Work to be completed: Which lines below mention "struct"? Pick each one out.

━━━━━━━━━━━━━━━━━━━━━━━━━━━━━━

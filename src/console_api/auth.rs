//! Operator authentication client
//!
//! Register/login against the console backend. Login hands back a bearer
//! token plus the operator profile; the token is what the other console
//! clients attach to their requests.

use crate::console_api::{build_http_client, check_response, DEFAULT_TIMEOUT_SECS};
use crate::error::Result;
use serde::{Deserialize, Serialize};
use std::time::Duration;

#[derive(Debug, Clone, Serialize)]
pub struct RegisterRequest {
    #[serde(skip_serializing_if = "Option::is_none")]
    pub full_name: Option<String>,
    pub email: String,
    pub password: String,
}

#[derive(Debug, Clone, Serialize)]
pub struct LoginRequest {
    pub email: String,
    pub password: String,
}

#[derive(Debug, Clone, Deserialize)]
pub struct OperatorProfile {
    pub id: i64,
    pub full_name: Option<String>,
    pub email: String,
    pub role: String,
    pub is_active: bool,
}

#[derive(Debug, Clone, Deserialize)]
pub struct LoginResponse {
    pub access_token: String,
    pub token_type: String,
    pub user: OperatorProfile,
}

/// AuthClient instance
pub struct AuthClient {
    client: reqwest::Client,
    base_url: String,
}

impl AuthClient {
    pub fn new(base_url: &str) -> Self {
        Self::with_timeout(base_url, Duration::from_secs(DEFAULT_TIMEOUT_SECS))
    }

    pub fn with_timeout(base_url: &str, timeout: Duration) -> Self {
        Self {
            client: build_http_client(timeout),
            base_url: base_url.trim_end_matches('/').to_string(),
        }
    }

    /// Register a new operator account
    pub async fn register(&self, req: &RegisterRequest) -> Result<OperatorProfile> {
        let url = format!("{}/api/auth/register", self.base_url);
        let response = self.client.post(&url).json(req).send().await?;
        let profile: OperatorProfile = check_response(response).await?.json().await?;

        tracing::info!(email = %profile.email, "Operator registered");
        Ok(profile)
    }

    /// Log in and obtain a bearer token
    pub async fn login(&self, req: &LoginRequest) -> Result<LoginResponse> {
        let url = format!("{}/api/auth/login", self.base_url);
        let response = self.client.post(&url).json(req).send().await?;
        let login: LoginResponse = check_response(response).await?.json().await?;

        tracing::info!(
            email = %login.user.email,
            role = %login.user.role,
            "Operator logged in"
        );
        Ok(login)
    }
}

━━━━━━━━━━━━━━━━━━━━━━━━━━━━━━

Task solution:
pub struct RegisterRequest {
pub struct LoginRequest {
pub struct OperatorProfile {
pub struct LoginResponse {
pub struct AuthClient {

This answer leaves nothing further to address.